Report have indicated that the Federal Government cannot account for most of its properties situated in the United Kingdom and that the use to which some of these properties have been used in the past did not serve the purpose they were meant for.
Chief Godwin Obla, SAN, made this known in a report his Chambers OBLA & CO, sent to the Attorney General of the Federation and Minister of Justice, Abubakar Malami, and which was equally copied Ambassador George Adesola Oguntade, the High Commissioner of Nigeria to United Kingdom, called the attention of the federal Government to the great risk this nonchalant attitude pose to the country.
The Senior Advocate acting on behalf of his client who had dragged the federal government to the London Court of International Arbitration, LCIA, after an earlier arbitration to make the federal government compensate EURAFRIC Power limited over an alleged breached of contract failed.
According to the report, EURAFRIC power Ltd, enter into a Share sale Agreement, SSA, with the Bureau of Public Enterprise, BPE, and the Federal Ministry of Finance, both acting on behalf of federal government on the 21st February 2013 for the purchase of Sapele power Plc (owners of Sapele Power Station) at a purchase price of $201 million.
The report stated further that; According to Schedule 9 of the SSA, which includes list of material properties and core assets of the company which both clearly list ‘site land’ as one of its properties.
Chief Obla in his report stated that after the completion of all documentation and shortly after the handover was done, the FGN acting in concert with the Niger delta Power Holding Company, NDPHC, began arrangements to expropriate its client’s assets by severing a substantial portion EURAFRIC premises in favour of one Ogorode power generation Company.
The SAN maintained the failure of FGN and the BPE to honour the terms of the SSA after several meetings and representation, his client was constrained to invoke the Clause 15 of the SSA by commencing an arbitration against the Nigerian government in the London Court of International Arbitration, LCIA, which later awarded the following sums EURAFRIC.
US$ 2,500,000 (Two million, five hundred thousand US Dollars) as legal costs; 215,930.68 (Two hundred and fifteen thousand, nine hundred and thirty pounds, Sixty-eight pence) as advanced paid on costs; N57, 959,069.2 (Fifty seven million, nine hundred and fifty nine thousand, sixty nine naira, two kobo; 10,018.5 (Ten thousand, eight Pounds and fifty Pence) and US$ 11,158.33 (Eleven thousand, one hundred and fifty pounds and thirty-three Cents) as disbursements.
Sequel to this judgment and in seeking recognition of the award, a foreign counsel was mandated by EURAFRIC to locate properties of FGN in the UK, which with partnership with a third-party provided a summary of findings/report identifying at least thirty-three (33) FGN properties across the UK which are been put to various uses.

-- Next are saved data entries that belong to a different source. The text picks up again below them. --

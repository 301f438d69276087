//! ELF (Executable and Linkable Format) decoding
//!
//! A zero-copy decoder limited to what symbol lookup needs: headers, program
//! headers, the dynamic segment, section headers, symbol tables and the two
//! symbol hash table layouts. Every field is read through bounds-checked
//! accessors on byte slices, whether the bytes come from a file mapping, a
//! decompressed buffer or a loaded image.

pub mod dynamic;
pub mod hash;
pub mod headers;
pub mod sections;
pub mod segments;
pub mod symbols;
pub mod types;
pub mod utils;

#[cfg(test)]
pub mod testing;

use headers::parse_header;
use sections::SectionTable;
use symbols::SymbolTable;
use utils::sub_slice;
pub use sections::FullTableSource;
pub use types::*;

/// Parser over a complete on-disk (or decompressed) ELF file
pub struct ElfParser<'data> {
    data: &'data [u8],
    header: ElfHeader,
}

impl<'data> ElfParser<'data> {
    /// Parse ELF from raw data
    pub fn parse(data: &'data [u8]) -> Result<Self> {
        let header = parse_header(data)?;

        Ok(Self { data, header })
    }

    /// Get ELF header
    pub fn header(&self) -> &ElfHeader {
        &self.header
    }

    /// Get sections
    pub fn sections(&self) -> Result<SectionTable<'data>> {
        SectionTable::parse(self.data, &self.header)
    }

    /// Locate the full symbol table. With `allow_debugdata` unset only a
    /// plain `.symtab` is accepted, which is how a decompressed embedded image
    /// is searched.
    pub fn full_table(&self, allow_debugdata: bool) -> Result<Option<FullTableSource>> {
        Ok(self.sections()?.find_full_table(allow_debugdata))
    }

    /// Bytes of a section
    pub fn section_data(&self, section: &SectionHeader) -> Result<&'data [u8]> {
        sub_slice(self.data, section.sh_offset, section.sh_size)
    }

    /// Symbol table over a `.symtab` section and its string table
    pub fn symbol_table(
        &self,
        symtab: &SectionHeader,
        strtab: &SectionHeader,
    ) -> Result<SymbolTable<'data>> {
        symbol_table(self.data, self.header.ident, symtab, strtab)
    }
}

/// Symbol table over the `symtab`/`strtab` sections of the file in `data`.
/// An `sh_entsize` of 0 falls back to the natural entry size.
pub fn symbol_table<'data>(
    data: &'data [u8],
    ident: ElfIdent,
    symtab: &SectionHeader,
    strtab: &SectionHeader,
) -> Result<SymbolTable<'data>> {
    SymbolTable::new(
        sub_slice(data, symtab.sh_offset, symtab.sh_size)?,
        sub_slice(data, strtab.sh_offset, strtab.sh_size)?,
        symtab.sh_entsize as usize,
        ident.class,
        ident.data,
    )
}

#[cfg(test)]
mod tests {
    use super::*;
    use testing::{sym64, ElfBuilder, StringTable};

    #[test]
    fn test_parser_finds_symtab() {
        let mut strtab = StringTable::new();
        let mut symtab = sym64(0, 0, 0, 0);
        symtab.extend(sym64(strtab.add("hidden_helper"), STT_FUNC, 9, 0x2040));
        let mut builder = ElfBuilder::new();
        builder.symtab(symtab, strtab.into_bytes());
        let data = builder.build();

        let parser = ElfParser::parse(&data).unwrap();
        assert_eq!(parser.header().ident.class, ElfClass::Elf64);

        match parser.full_table(false).unwrap() {
            Some(FullTableSource::Symtab { symtab, strtab }) => {
                let table = parser.symbol_table(&symtab, &strtab).unwrap();
                let sym = table.find_linear("hidden_helper", SymbolKind::Function).unwrap();
                assert_eq!(sym.st_value, 0x2040);
            }
            _ => panic!("expected .symtab"),
        }
    }

    #[test]
    fn test_parser_reports_debugdata() {
        let mut builder = ElfBuilder::new();
        builder.section(".gnu_debugdata", SHT_PROGBITS, vec![0xfd, b'7', b'z'], 0, 0);
        let data = builder.build();

        let parser = ElfParser::parse(&data).unwrap();
        match parser.full_table(true).unwrap() {
            Some(FullTableSource::DebugData(section)) => {
                assert_eq!(parser.section_data(&section).unwrap(), &[0xfd, b'7', b'z']);
            }
            _ => panic!("expected .gnu_debugdata"),
        }
        assert!(parser.full_table(false).unwrap().is_none());
    }

    #[test]
    fn test_symtab_out_of_file_is_rejected() {
        let mut builder = ElfBuilder::new();
        builder.symtab(sym64(0, 0, 0, 0), vec![0]);
        let data = builder.build();
        let parser = ElfParser::parse(&data).unwrap();

        let Some(FullTableSource::Symtab { mut symtab, strtab }) = parser.full_table(false).unwrap()
        else {
            panic!("expected .symtab");
        };
        symtab.sh_size = data.len() as u64;
        assert!(parser.symbol_table(&symtab, &strtab).is_err());
    }

    #[test]
    fn test_parser_rejects_garbage() {
        assert!(matches!(
            ElfParser::parse(b"not an elf file at all, just some bytes long enough"),
            Err(ElfError::InvalidMagic)
        ));
    }
}
//! Enumeration of the ELF images loaded into this process
//!
//! Images are handed to a visitor one at a time; the visitor stops the walk by
//! returning [`ControlFlow::Break`]. Which primitive discovers the images
//! depends on the platform level (see [`strategy`]):
//!
//! - `dl_iterate_phdr`, with names that are neither absolute nor bracketed
//!   replaced by the path of the mapping containing the image's base,
//! - the same under the dynamic linker's global mutex on the two levels whose
//!   `dl_iterate_phdr` is not safe against concurrent loads,
//! - a plain scan of `/proc/self/maps` on old 32-bit ARM systems.
//!
//! Images that cannot be described (no name, no mapping, unreadable header)
//! are skipped silently.

pub mod linker;
pub mod strategy;

use std::any::Any;
use std::ffi::{c_void, CStr};
use std::ops::ControlFlow;
use std::panic::{self, AssertUnwindSafe};

use tracing::{debug, trace};

use crate::config::{LINKER_PATHNAME, PROC_SELF_MAPS};
use crate::error::{DlError, Result};
use crate::formats::elf::headers::parse_native_header;
use crate::formats::elf::segments::{min_load_vaddr, SegmentTable};
use crate::formats::elf::{ElfClass, ElfData, ProgramHeader, ELF_MAGIC};
use crate::maps::MapsReader;

use linker::LinkerLockGuard;
use strategy::{LockPolicy, Strategy};

/// One loaded image
#[derive(Debug, Clone)]
pub struct ImageInfo {
    /// Difference between runtime and link-time addresses
    pub load_bias: usize,
    pub phdrs: Vec<ProgramHeader>,
    /// Absolute path, or a bracketed pseudo-path such as `[vdso]`
    pub name: String,
}

impl ImageInfo {
    /// Runtime address of the lowest loadable segment.
    pub fn base(&self) -> Option<usize> {
        min_load_vaddr(&self.phdrs).map(|vaddr| self.load_bias.wrapping_add(vaddr as usize))
    }
}

/// Per-call enumeration options
#[derive(Debug, Clone, Copy, Default, PartialEq, Eq)]
pub struct IterateOptions {
    /// Make sure the dynamic linker itself is among the visited images.
    pub with_linker: bool,
}

/// Visit every loaded image until `visitor` breaks.
pub fn iterate<F>(options: IterateOptions, mut visitor: F) -> Result<()>
where
    F: FnMut(&ImageInfo) -> ControlFlow<()>,
{
    let strategy = Strategy::current(options.with_linker);
    trace!(?strategy, "Iterating loaded images");

    match strategy {
        Strategy::MapsScan => iterate_maps(&mut visitor),
        Strategy::Native {
            lock,
            synthesize_linker,
        } => iterate_native(&mut visitor, lock, synthesize_linker),
    }
}

type Visitor<'a> = dyn FnMut(&ImageInfo) -> ControlFlow<()> + 'a;

struct NativeContext<'a, 'v> {
    visitor: &'a mut Visitor<'v>,
    maps: MapsReader,
    panic: Option<Box<dyn Any + Send>>,
}

fn iterate_native(visitor: &mut Visitor<'_>, lock: LockPolicy, synthesize_linker: bool) -> Result<()> {
    let mut maps = MapsReader::new();

    // Older linkers do not report themselves to dl_iterate_phdr.
    if synthesize_linker {
        let linker = linker::find_linker_base(&mut maps)
            .and_then(|base| image_at(base, LINKER_PATHNAME.to_string()));
        if let Some(image) = linker {
            debug!(base = format_args!("{:#x}", image.base().unwrap_or(0)), "Synthesized linker image");
            if visitor(&image).is_break() {
                return Ok(());
            }
        }
    }

    let mutex = match lock {
        LockPolicy::LinkerMutex => linker::linker_mutex(),
        LockPolicy::None => None,
    };

    let mut ctx = NativeContext {
        visitor,
        maps,
        panic: None,
    };
    {
        // SAFETY: the mutex lives in the linker's data segment for the life of
        // the process.
        let _guard = mutex.map(|mutex| unsafe { LinkerLockGuard::lock(mutex) });
        // SAFETY: `ctx` outlives the call and is only touched by the callback.
        unsafe {
            libc::dl_iterate_phdr(
                Some(native_callback),
                &mut ctx as *mut NativeContext<'_, '_> as *mut c_void,
            );
        }
    }

    if let Some(payload) = ctx.panic {
        panic::resume_unwind(payload);
    }
    Ok(())
}

unsafe extern "C" fn native_callback(
    info: *mut libc::dl_phdr_info,
    _size: libc::size_t,
    data: *mut c_void,
) -> libc::c_int {
    let ctx = &mut *(data as *mut NativeContext<'_, '_>);
    let Some(image) = native_image(&*info, &mut ctx.maps) else {
        return 0;
    };

    // Unwinding through the C frames of dl_iterate_phdr is not allowed.
    match panic::catch_unwind(AssertUnwindSafe(|| (ctx.visitor)(&image))) {
        Ok(ControlFlow::Continue(())) => 0,
        Ok(ControlFlow::Break(())) => 1,
        Err(payload) => {
            ctx.panic = Some(payload);
            1
        }
    }
}

/// Describe one `dl_iterate_phdr` entry, resolving its path through the
/// memory map when the loader reports a bare name.
unsafe fn native_image(info: &libc::dl_phdr_info, maps: &mut MapsReader) -> Option<ImageInfo> {
    if info.dlpi_name.is_null() || *info.dlpi_name == 0 {
        return None;
    }
    let reported = CStr::from_ptr(info.dlpi_name).to_string_lossy();

    let phdrs = if info.dlpi_phdr.is_null() || info.dlpi_phnum == 0 {
        Vec::new()
    } else {
        let entsize = ElfClass::NATIVE.phdr_size();
        let count = info.dlpi_phnum as usize;
        let table = std::slice::from_raw_parts(info.dlpi_phdr as *const u8, count * entsize);
        SegmentTable::parse_table(table, count, entsize, ElfClass::NATIVE, ElfData::NATIVE)
            .ok()?
            .headers()
            .to_vec()
    };

    let mut image = ImageInfo {
        load_bias: info.dlpi_addr as usize,
        phdrs,
        name: reported.into_owned(),
    };

    if !image.name.starts_with('/') && !image.name.starts_with('[') {
        let resolved = image.base().and_then(|base| maps.pathname_for(base));
        match resolved {
            Some(path) => {
                trace!(reported = %image.name, path = %path, "Resolved image path from maps");
                image.name = path;
            }
            None => {
                trace!(reported = %image.name, "No mapping for image, skipping");
                return None;
            }
        }
    }

    Some(image)
}

fn iterate_maps(visitor: &mut Visitor<'_>) -> Result<()> {
    let mut maps = MapsReader::new();
    let entries = maps
        .entries()
        .map_err(|e| DlError::Enumeration(format!("{}: {}", PROC_SELF_MAPS, e)))?;

    for entry in entries {
        if !entry.is_private_text() || entry.offset != 0 {
            continue;
        }
        // SAFETY: the mapping is readable and at least one page long.
        if !unsafe { has_elf_magic(entry.start) } {
            continue;
        }
        let Some(path) = entry.pathname else {
            break;
        };
        let Some(image) = image_at(entry.start, path) else {
            continue;
        };
        if visitor(&image).is_break() {
            break;
        }
    }
    Ok(())
}

/// Whether the bytes at `addr` are an ELF magic number.
///
/// # Safety
///
/// `addr` must be the start of at least four readable bytes.
pub(crate) unsafe fn has_elf_magic(addr: usize) -> bool {
    std::slice::from_raw_parts(addr as *const u8, ELF_MAGIC.len()) == ELF_MAGIC
}

/// Describe the image whose ELF header is mapped at `base`, the start of a
/// readable mapping that begins with an ELF magic number.
fn image_at(base: usize, name: String) -> Option<ImageInfo> {
    let class = ElfClass::NATIVE;
    // SAFETY: a mapping starting with the magic holds a full ELF header
    // within its first page.
    let header_bytes = unsafe { std::slice::from_raw_parts(base as *const u8, class.header_size()) };
    let header = parse_native_header(header_bytes).ok()?;

    let count = header.e_phnum as usize;
    let entsize = header.e_phentsize as usize;
    if count == 0 {
        return None;
    }
    // SAFETY: loaded images keep their program headers mapped next to the
    // ELF header.
    let table = unsafe {
        std::slice::from_raw_parts(
            (base as *const u8).add(header.e_phoff as usize),
            count * entsize,
        )
    };
    let phdrs = SegmentTable::parse_table(table, count, entsize, class, ElfData::NATIVE)
        .ok()?
        .headers()
        .to_vec();

    let min_vaddr = min_load_vaddr(&phdrs)?;
    Some(ImageInfo {
        load_bias: base.wrapping_sub(min_vaddr as usize),
        phdrs,
        name,
    })
}
//! Utility functions for ELF parsing

use crate::formats::elf::types::{ElfClass, ElfData, ElfError, Result};

/// Trait for reading values with endianness support
pub trait EndianRead {
    fn read_u16(&self, offset: usize, data: ElfData) -> Result<u16>;
    fn read_u32(&self, offset: usize, data: ElfData) -> Result<u32>;
    fn read_u64(&self, offset: usize, data: ElfData) -> Result<u64>;
    fn read_i32(&self, offset: usize, data: ElfData) -> Result<i32>;
    fn read_i64(&self, offset: usize, data: ElfData) -> Result<i64>;
}

fn field<const N: usize>(bytes: &[u8], offset: usize) -> Result<[u8; N]> {
    offset
        .checked_add(N)
        .and_then(|end| bytes.get(offset..end))
        .and_then(|slice| slice.try_into().ok())
        .ok_or(ElfError::Truncated { offset, needed: N })
}

impl EndianRead for [u8] {
    fn read_u16(&self, offset: usize, data: ElfData) -> Result<u16> {
        let bytes = field::<2>(self, offset)?;
        Ok(match data {
            ElfData::Little => u16::from_le_bytes(bytes),
            ElfData::Big => u16::from_be_bytes(bytes),
        })
    }

    fn read_u32(&self, offset: usize, data: ElfData) -> Result<u32> {
        let bytes = field::<4>(self, offset)?;
        Ok(match data {
            ElfData::Little => u32::from_le_bytes(bytes),
            ElfData::Big => u32::from_be_bytes(bytes),
        })
    }

    fn read_u64(&self, offset: usize, data: ElfData) -> Result<u64> {
        let bytes = field::<8>(self, offset)?;
        Ok(match data {
            ElfData::Little => u64::from_le_bytes(bytes),
            ElfData::Big => u64::from_be_bytes(bytes),
        })
    }

    fn read_i32(&self, offset: usize, data: ElfData) -> Result<i32> {
        let bytes = field::<4>(self, offset)?;
        Ok(match data {
            ElfData::Little => i32::from_le_bytes(bytes),
            ElfData::Big => i32::from_be_bytes(bytes),
        })
    }

    fn read_i64(&self, offset: usize, data: ElfData) -> Result<i64> {
        let bytes = field::<8>(self, offset)?;
        Ok(match data {
            ElfData::Little => i64::from_le_bytes(bytes),
            ElfData::Big => i64::from_be_bytes(bytes),
        })
    }
}

/// Read an address based on ELF class
pub fn read_addr(data: &[u8], offset: usize, class: ElfClass, endian: ElfData) -> Result<u64> {
    match class {
        ElfClass::Elf32 => data.read_u32(offset, endian).map(|v| v as u64),
        ElfClass::Elf64 => data.read_u64(offset, endian),
    }
}

/// Read a null-terminated byte string. The string ends at the first NUL or at
/// the end of `data`, whichever comes first.
pub fn read_cstr(data: &[u8], offset: usize) -> Result<&[u8]> {
    let slice = data
        .get(offset..)
        .filter(|s| !s.is_empty())
        .ok_or(ElfError::InvalidOffset { offset })?;
    let end = memchr::memchr(0, slice).unwrap_or(slice.len());
    Ok(&slice[..end])
}

/// Borrow `size` bytes at `offset`, or fail if the range leaves `data`.
pub fn sub_slice(data: &[u8], offset: u64, size: u64) -> Result<&[u8]> {
    let start = usize::try_from(offset).map_err(|_| ElfError::InvalidOffset { offset: usize::MAX })?;
    let len = usize::try_from(size).map_err(|_| ElfError::InvalidOffset { offset: start })?;
    check_bounds(start, len, data.len())?;
    Ok(&data[start..start + len])
}

/// Check if a range is within bounds
pub fn check_bounds(offset: usize, size: usize, data_len: usize) -> Result<()> {
    match offset.checked_add(size) {
        Some(end) if end <= data_len => Ok(()),
        _ => Err(ElfError::InvalidOffset { offset }),
    }
}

Obla in his report hinted that; “Having extensively reviewed the report submitted by the foreign counsel to its client, it was of the view that the use to which some of the properties have been put suggest that the FGN may not be aware of the existence of the properties, it is doubtful that the FGN would have sanctioned the various non-diplomatic activities carried on within their premises which could potentially serve as a source of embarrassment to the government,” the report stated.
The SAN posited that the FGN should avoid the embarrassing situation caused by the P&ID case, and that it will not augur well for potentially hostile interests to gain access to actionable information on FGN’s assets in the UK.